9) If flag SHOULD_START_INTERRUPT_LEADER is on, then interrupt leader.

10) Return.

7.5.Cancel_aio

The POSIX_Proactor delegates cancel_aio () function to the AIO_Processor.

Cancel_aio () can be called from any thread.

1) The AIO_Processor scans deferred list for the results with the required file handle.

2) For each found result: it is removed from the deferred list, marked as cancelled and AIO_Dispatcher::post_completion () is called with notification level NOTIFY_STRONG

3) The AIO_Processor scans started list for the results with the required file handle.

4) For each found result call AIO_Provider::cancel_aio

5) If the result state is changed to RESULT_READY, then result is removed from the started list and AIO_Dispatcher::post_completion () is called

7.6.Handle_aio_events

Handle_aio_events() performs the following operations:

While the limit of simultaneously running AIOs is not reached, then scan the deferred list and make attempt to start each deferred operation

Call AIO_Wait_Strategy::prepare_to_wait (started list). We pass the reference to started list to allow wait strategy to build necessary parameters to its wait function, i.e. aio_suspend(),select(),etc

Unlock common Proactor mutex (Begin Unlock Point 3)

Call AIO_Wait_Strategy::wait (time_to_wait)

Lock common Proactor mutex (End Unlock Point 3)

Call AIO_Wait_Strategy::get_next_completed_result ()

If result is returned, remove it from started list, put the result into AIO_Dispatcher completion queue, i.e. call AIO_Dispatcher::post_completion with parameter – notification level. Here there is some optimisation:

7.1. If this AIO_Processor works in shared mode (see Shared AIO_Processor), then we don’t have to notify the AIO_Dispatcher since AIO_Processor returns control to the AIO_Dispatcher after all results are obtained. The notification level is NOTIFY_NONE.

7.2. If this AIO_Processor works in dedicated mode (see Dedicated AIO_Processor), then we have to notify the AIO_Dispatcher. The notification level is NOTIFY_FOLLOWER.

If there are no more completed results, return.

8. AIO_Provider interface

The AIO_Provider is an abstract class, which defines common interface between AIO_Processor and concrete low-level system AIO engine. The AIO_Processor has no knowledge about specific concrete implementation, it always uses only AIO_Provider interface.

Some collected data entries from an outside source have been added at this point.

//! ACTION/GOTO tables for the shift-reduce engine.

use crate::error::TableError;
use serde::{Deserialize, Serialize};

/// Marks an empty GOTO cell.
pub const NO_GOTO: u32 = u32::MAX;

/// One ACTION cell.
#[derive(Clone, Copy, Debug, Default, PartialEq, Eq, Hash, Serialize, Deserialize)]
pub enum ParserAction {
    #[default]
    Error,
    Accept,
    Shift(u32),
    Reduce(u32),
}

impl std::fmt::Display for ParserAction {
    fn fmt(&self, f: &mut std::fmt::Formatter<'_>) -> std::fmt::Result {
        match self {
            ParserAction::Error => write!(f, "error"),
            ParserAction::Accept => write!(f, "accept"),
            ParserAction::Shift(s) => write!(f, "s{s}"),
            ParserAction::Reduce(r) => write!(f, "r{r}"),
        }
    }
}

/// What the engine needs to know about a rule when reducing it.
#[derive(Clone, Copy, Debug, PartialEq, Eq, Serialize, Deserialize)]
pub struct RuleInfo {
    /// Non-terminal produced by the rule.
    pub lhs: u32,
    /// Number of symbols popped.
    pub len: u32,
}

/// Dense ACTION (`state × terminal`) and GOTO (`state × non-terminal`)
/// tables. Terminal columns follow the lexer's token kinds, the end kind
/// being the last column. State 0 is the start state.
#[derive(Debug, Clone, PartialEq, Eq, Serialize, Deserialize)]
pub struct ParseTable {
    terminals: usize,
    nonterminals: usize,
    actions: Vec<ParserAction>,
    gotos: Vec<u32>,
    rules: Vec<RuleInfo>,
}

impl ParseTable {
    /// An all-error table for `states` states.
    pub fn new(states: usize, terminals: usize, nonterminals: usize, rules: Vec<RuleInfo>) -> Self {
        Self {
            terminals,
            nonterminals,
            actions: vec![ParserAction::Error; states * terminals],
            gotos: vec![NO_GOTO; states * nonterminals],
            rules,
        }
    }

    pub fn state_count(&self) -> usize {
        if self.terminals == 0 {
            0
        } else {
            self.actions.len() / self.terminals
        }
    }

    /// Number of terminal columns, the end column included.
    pub fn terminal_count(&self) -> usize {
        self.terminals
    }

    pub fn nonterminal_count(&self) -> usize {
        self.nonterminals
    }

    pub fn rules(&self) -> &[RuleInfo] {
        &self.rules
    }

    pub fn rule(&self, rule: usize) -> Option<RuleInfo> {
        self.rules.get(rule).copied()
    }

    #[inline]
    pub fn action(&self, state: usize, terminal: usize) -> ParserAction {
        if terminal >= self.terminals {
            return ParserAction::Error;
        }
        self.actions
            .get(state * self.terminals + terminal)
            .copied()
            .unwrap_or_default()
    }

    pub fn set_action(&mut self, state: usize, terminal: usize, action: ParserAction) {
        self.actions[state * self.terminals + terminal] = action;
    }

    #[inline]
    pub fn goto(&self, state: usize, nonterminal: usize) -> Option<u32> {
        if nonterminal >= self.nonterminals {
            return None;
        }
        match self.gotos.get(state * self.nonterminals + nonterminal) {
            Some(&NO_GOTO) | None => None,
            Some(&s) => Some(s),
        }
    }

    pub fn set_goto(&mut self, state: usize, nonterminal: usize, target: u32) {
        self.gotos[state * self.nonterminals + nonterminal] = target;
    }

    /// Terminals with a non-error action in `state`.
    pub fn expected(&self, state: usize) -> Vec<usize> {
        (0..self.terminals)
            .filter(|&t| self.action(state, t) != ParserAction::Error)
            .collect()
    }

    fn validate(&self) -> Result<(), TableError> {
        if self.terminals == 0 || self.actions.len() % self.terminals != 0 {
            return Err(TableError::Malformed("ACTION table is not rectangular".into()));
        }
        let states = self.state_count();
        if states == 0 {
            return Err(TableError::Malformed("table has no states".into()));
        }
        if self.gotos.len() != states * self.nonterminals {
            return Err(TableError::Malformed(format!(
                "GOTO table has {} cells, expected {}",
                self.gotos.len(),
                states * self.nonterminals
            )));
        }
        for action in &self.actions {
            match *action {
                ParserAction::Shift(s) if s as usize >= states => {
                    return Err(TableError::Malformed(format!("shift to unknown state {s}")));
                }
                ParserAction::Reduce(r) if r as usize >= self.rules.len() => {
                    return Err(TableError::Malformed(format!("reduce by unknown rule {r}")));
                }
                _ => {}
            }
        }
        if let Some(&s) = self
            .gotos
            .iter()
            .find(|&&s| s != NO_GOTO && s as usize >= states)
        {
            return Err(TableError::Malformed(format!("goto to unknown state {s}")));
        }
        if let Some(r) = self
            .rules
            .iter()
            .find(|r| r.lhs as usize >= self.nonterminals)
        {
            return Err(TableError::Malformed(format!(
                "rule produces unknown non-terminal {}",
                r.lhs
            )));
        }
        Ok(())
    }

    pub fn to_bytes(&self) -> Result<Vec<u8>, TableError> {
        Ok(postcard::to_allocvec(self)?)
    }

    pub fn from_bytes(bytes: &[u8]) -> Result<Self, TableError> {
        let table: Self = postcard::from_bytes(bytes)?;
        table.validate()?;
        Ok(table)
    }
}

#[cfg(test)]
mod tests {
    use super::*;

    fn small() -> ParseTable {
        let mut t = ParseTable::new(3, 2, 1, vec![RuleInfo { lhs: 0, len: 1 }]);
        t.set_action(0, 0, ParserAction::Shift(1));
        t.set_action(1, 1, ParserAction::Reduce(0));
        t.set_action(2, 1, ParserAction::Accept);
        t.set_goto(0, 0, 2);
        t
    }

    #[test]
    fn lookups_and_expected_sets() {
        let t = small();
        assert_eq!(t.state_count(), 3);
        assert_eq!(t.action(0, 0), ParserAction::Shift(1));
        assert_eq!(t.action(0, 1), ParserAction::Error);
        assert_eq!(t.action(0, 9), ParserAction::Error);
        assert_eq!(t.goto(0, 0), Some(2));
        assert_eq!(t.goto(1, 0), None);
        assert_eq!(t.expected(1), vec![1]);
        assert!(t.expected(0).contains(&0));
    }

    #[test]
    fn bytes_round_trip() {
        let t = small();
        let back = ParseTable::from_bytes(&t.to_bytes().unwrap()).unwrap();
        assert_eq!(back, t);
    }

    #[test]
    fn rejects_dangling_references() {
        let mut t = small();
        t.set_action(0, 1, ParserAction::Reduce(5));
        let bytes = t.to_bytes().unwrap();
        assert!(matches!(
            ParseTable::from_bytes(&bytes),
            Err(TableError::Malformed(_))
        ));
    }

    #[test]
    fn actions_display_compactly() {
        assert_eq!(ParserAction::Shift(4).to_string(), "s4");
        assert_eq!(ParserAction::Reduce(2).to_string(), "r2");
        assert_eq!(ParserAction::Accept.to_string(), "accept");
    }
}
//! Runtime error types raised while lexing and parsing.
//!
//! Both errors are synchronous and final: the runtime never retries or
//! resynchronizes, so a failed lex or parse yields no semantic value.
//!
//! # Examples
//!
//! ```rust
//! # use tablex::{LexicalError, ParseError, Position};
//! let err = LexicalError {
//!     offset: 3,
//!     position: Position::new(1, 3),
//!     found: '#',
//! };
//! assert!(err.to_string().contains("1:3"));
//!
//! let err: ParseError = err.into();
//! assert!(matches!(err, ParseError::Lexical(_)));
//! ```

use crate::Position;
use crate::cursor::Span;
use thiserror::Error;

/// No terminal matches the input at `offset`.
#[derive(Debug, Clone, PartialEq, Eq, Error)]
#[error("no token matches {found:?} at offset {offset} ({}:{})", .position.line, .position.column)]
pub struct LexicalError {
    /// Character offset of the first unmatched character.
    pub offset: usize,
    /// Line/column of the first unmatched character.
    pub position: Position,
    /// The character at which no match could start.
    pub found: char,
}

/// Errors raised by the shift-reduce engine.
#[derive(Debug, Clone, PartialEq, Eq, Error)]
pub enum ParseError {
    /// The lexer could not produce the next token.
    #[error(transparent)]
    Lexical(#[from] LexicalError),

    /// The table has no action for the current state and lookahead.
    #[error(
        "unexpected {found} at offset {offset} ({}:{}), expected one of: {}",
        .span.start.line,
        .span.start.column,
        .expected.join(", ")
    )]
    UnexpectedToken {
        /// Character offset of the offending token.
        offset: usize,
        /// Source range of the offending token.
        span: Span,
        /// Name of the offending token kind (and its text, when it has any).
        found: String,
        /// Names of the token kinds admissible in the current state.
        expected: Vec<String>,
    },

    /// The tables are inconsistent with the token stream (e.g. a missing
    /// goto entry); indicates tables built for a different grammar.
    #[error("internal parser error: {0}")]
    Internal(String),
}

/// Errors raised while encoding or decoding serialized tables.
#[derive(Debug, Error)]
pub enum TableError {
    #[error("table serialization failed: {0}")]
    Postcard(#[from] postcard::Error),

    #[error("malformed table: {0}")]
    Malformed(String),
}
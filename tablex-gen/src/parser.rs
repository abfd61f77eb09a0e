//! Parser construction and the ready-to-use [`Parser`].
//!
//! [`ParserConfig::build`] runs the whole pipeline: LR(0) collection,
//! lookaheads, table fill with conflict resolution, and the lexer for the
//! grammar's terminals. The resulting [`Parser`] is immutable; each call to
//! [`Parser::parse`] runs a fresh [`tablex::Parser`] engine over a fresh
//! lexer session.

use crate::error::ConfigError;
use crate::grammar::{Grammar, RuleId};
use crate::lexer::{self, LexerRuntime};
use crate::lookahead::{self, LookaheadMode};
use crate::lr0;
use crate::report;
use crate::table::{Conflict, construct_table};
use std::sync::Arc;
use tablex::{
    LexedToken, Lexer, LexerAutomaton, ParseError, ParseNode, ParseTable, ParserDriver, Position,
    TransitionTable,
};

/// Construction options.
#[derive(Debug, Clone, Copy, Default, PartialEq, Eq)]
pub struct ParserConfig {
    pub lookahead: LookaheadMode,
    pub lexer_runtime: LexerRuntime,
}

impl ParserConfig {
    pub fn new() -> Self {
        Self::default()
    }

    pub fn lookahead(mut self, mode: LookaheadMode) -> Self {
        self.lookahead = mode;
        self
    }

    pub fn lexer_runtime(mut self, runtime: LexerRuntime) -> Self {
        self.lexer_runtime = runtime;
        self
    }

    /// Builds the tables and the lexer for `grammar`.
    ///
    /// Unresolved conflicts do not fail the build; they are logged and kept
    /// in [`Parser::conflicts`].
    pub fn build<T>(&self, grammar: Grammar<T>) -> Result<Parser<T>, ConfigError> {
        let collection = lr0::construct_set(&grammar);
        let lookaheads = lookahead::compute(&grammar, &collection, self.lookahead);
        let (table, conflicts) = construct_table(&grammar, &collection, &lookaheads);

        report::log_debug("rules", |out| report::write_rules(out, &grammar));
        report::log_debug("item sets", |out| {
            report::write_states(out, &grammar, &collection)
        });
        report::log_debug("FIRST/FOLLOW", |out| {
            let first = lookahead::first_sets(&grammar);
            let follow = lookahead::follow_sets(&grammar, &first);
            report::write_first_follow(out, &grammar, &first, &follow)
        });
        report::log_debug("actions", |out| {
            report::write_actions(out, &grammar, &table)
        });

        let lexer = lexer::assemble(grammar.terminals(), grammar.ignores(), self.lexer_runtime)?;
        Ok(Parser {
            grammar: Arc::new(grammar),
            lexer,
            table: Arc::new(table),
            conflicts: conflicts.into(),
        })
    }
}

/// Builds a parser with the default configuration (LALR(1), tabular lexer).
pub fn create_parser<T>(grammar: Grammar<T>) -> Result<Parser<T>, ConfigError> {
    ParserConfig::default().build(grammar)
}

/// A grammar together with its lexer and parse table.
pub struct Parser<T> {
    grammar: Arc<Grammar<T>>,
    lexer: Lexer<T>,
    table: Arc<ParseTable>,
    conflicts: Arc<[Conflict]>,
}

impl<T> Clone for Parser<T> {
    fn clone(&self) -> Self {
        Self {
            grammar: Arc::clone(&self.grammar),
            lexer: self.lexer.clone(),
            table: Arc::clone(&self.table),
            conflicts: Arc::clone(&self.conflicts),
        }
    }
}

impl<T> std::fmt::Debug for Parser<T> {
    fn fmt(&self, f: &mut std::fmt::Formatter<'_>) -> std::fmt::Result {
        f.debug_struct("Parser")
            .field("grammar", &self.grammar)
            .field("lexer", &self.lexer)
            .field("states", &self.table.state_count())
            .field("conflicts", &self.conflicts.len())
            .finish()
    }
}

impl<T> Parser<T> {
    /// Rebuilds a parser from stored tables, checking their shape against
    /// `grammar`.
    pub fn from_tables(
        grammar: Grammar<T>,
        transitions: TransitionTable,
        table: ParseTable,
    ) -> Result<Self, ConfigError> {
        let terminals = grammar.end_terminal() + 1;
        if table.terminal_count() != terminals {
            return Err(ConfigError::TableMismatch(
                format!(
                    "{} terminal columns, grammar has {}",
                    table.terminal_count(),
                    terminals
                )
                .into(),
            ));
        }
        if table.nonterminal_count() != grammar.nonterminals().len() {
            return Err(ConfigError::TableMismatch(
                format!(
                    "{} non-terminal columns, grammar has {}",
                    table.nonterminal_count(),
                    grammar.nonterminals().len()
                )
                .into(),
            ));
        }
        if table.rules().len() != grammar.rules().len() {
            return Err(ConfigError::TableMismatch(
                format!(
                    "{} rules, grammar has {}",
                    table.rules().len(),
                    grammar.rules().len()
                )
                .into(),
            ));
        }
        for (i, (info, rule)) in table.rules().iter().zip(grammar.rules()).enumerate() {
            if info.lhs as usize != rule.lhs.0 || info.len as usize != rule.rhs.len() {
                return Err(ConfigError::TableMismatch(
                    format!("rule {i} differs from {}", grammar.rule_to_string(RuleId(i)))
                        .into(),
                ));
            }
        }
        let patterns = grammar.terminals().len() + grammar.ignores().len();
        if let Some(max) = transitions.max_pattern()
            && max >= patterns
        {
            return Err(ConfigError::TableMismatch(
                format!("lexer accepts pattern {max}, grammar has {patterns}").into(),
            ));
        }

        let lexer = lexer::with_automaton(
            grammar.terminals(),
            grammar.ignores(),
            LexerAutomaton::Tabular(transitions),
        )?;
        Ok(Self {
            grammar: Arc::new(grammar),
            lexer,
            table: Arc::new(table),
            conflicts: Arc::from(Vec::new()),
        })
    }

    pub fn grammar(&self) -> &Grammar<T> {
        &self.grammar
    }

    pub fn lexer(&self) -> &Lexer<T> {
        &self.lexer
    }

    pub fn table(&self) -> &ParseTable {
        &self.table
    }

    /// The lexer's transition table, unless it runs on the NFA.
    pub fn transition_table(&self) -> Option<&TransitionTable> {
        match self.lexer.automaton() {
            LexerAutomaton::Tabular(t) => Some(t),
            LexerAutomaton::Nfa(_) => None,
        }
    }

    /// Conflicts left unresolved by precedence, with the action installed
    /// for each.
    pub fn conflicts(&self) -> &[Conflict] {
        &self.conflicts
    }
}

impl<T: Default> Parser<T> {
    /// Parses `input` with a custom driver.
    pub fn parse_with<D>(&self, input: &str, driver: &mut D) -> Result<D::Item, ParseError>
    where
        D: ParserDriver<Value = T>,
    {
        let mut session = self.lexer.begin(input);
        let mut engine = tablex::Parser::new(&self.table);
        let result = engine.run(&mut session, driver);
        let stats = engine.stats();
        log::debug!(
            "{} tokens, {} shifts, {} reductions, {} characters backtracked",
            stats.tokens,
            stats.shifts,
            stats.reductions,
            session.stats().backtracked
        );
        result
    }

    /// Parses `input` and returns the start symbol's value.
    pub fn parse(&self, input: &str) -> Result<T, ParseError> {
        self.parse_with(input, &mut ValueDriver::new(&self.grammar))
    }
}

impl<T: Default + Clone> Parser<T> {
    /// Parses `input` into a tree of tokens and reduced nodes. Node values
    /// are computed as in [`parse`](Self::parse).
    pub fn parse_tree(&self, input: &str) -> Result<ParseNode<T>, ParseError> {
        self.parse_with(input, &mut TreeDriver::new(&self.grammar))
    }
}

/// Keeps only semantic values on the stack.
pub struct ValueDriver<'g, T> {
    grammar: &'g Grammar<T>,
}

impl<'g, T> ValueDriver<'g, T> {
    pub fn new(grammar: &'g Grammar<T>) -> Self {
        Self { grammar }
    }
}

impl<T: Default> ParserDriver for ValueDriver<'_, T> {
    type Value = T;
    type Item = T;

    fn shift(&mut self, token: LexedToken<T>) -> T {
        token.value
    }

    fn reduce(&mut self, rule: usize, _lhs: usize, children: Vec<T>) -> T {
        self.grammar.reduce_values(rule, children)
    }

    fn accept(&mut self, item: T) -> T {
        self.grammar.accept_value(item)
    }
}

/// Builds a [`ParseNode`] tree.
///
/// Nodes of empty rules are zero-length and sit where the last shifted
/// token ends, so a parent's span never reaches past its matched text.
pub struct TreeDriver<'g, T> {
    grammar: &'g Grammar<T>,
    /// End offset and position of the last shifted token.
    last_end: (usize, Position),
}

impl<'g, T> TreeDriver<'g, T> {
    pub fn new(grammar: &'g Grammar<T>) -> Self {
        Self {
            grammar,
            last_end: (0, Position::START),
        }
    }
}

impl<T: Default + Clone> ParserDriver for TreeDriver<'_, T> {
    type Value = T;
    type Item = ParseNode<T>;

    fn shift(&mut self, token: LexedToken<T>) -> ParseNode<T> {
        self.last_end = (token.end_offset(), token.span.end);
        ParseNode::Leaf(token)
    }

    fn reduce(&mut self, rule: usize, lhs: usize, children: Vec<ParseNode<T>>) -> ParseNode<T> {
        let values = children.iter().map(|c| c.value().clone()).collect();
        let value = self.grammar.reduce_values(rule, values);
        let (at_offset, at) = self.last_end;
        ParseNode::node(lhs, rule, value, children, at_offset, at)
    }

    fn accept(&mut self, mut item: ParseNode<T>) -> ParseNode<T> {
        let value = std::mem::take(item.value_mut());
        *item.value_mut() = self.grammar.accept_value(value);
        item
    }
}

Relationship: AIO_Provider – AIO_Processor 1:1

All pure virtual methods of AIO_Provider are divided for 3 groups.

8.1.Information pure virtual methods

These methods let the AIO_Processor to know what and how this Provider can do.

§ get_supported_operations_mask () - tells which asynchronous operations this AIO_Provider supports

§ can_start_in_any_thread () - tells the AIO_Processor if start_aio is allowed from any thread or only in leader thread (START_FROM_ANY_THREAD flag)

§ should_start_interrupt_leader ()- tells the AIO_Processor should we interrupt leader after start_aio. (SHOULD_START_INTERRUPT_LEADER flag) This flag is valid only if START_FROM_ANY_THREAD is allowed.

§ get_max_aio_num () –maximum number of AIOs allowed to start simultaneously

8.2.Executive pure virtual methods

AIO_Processor calls these methods only when it is required to start or cancel asynchronous operation. Other classes cannot call these methods.

§ start_read_stream ()

§ start_write_stream ()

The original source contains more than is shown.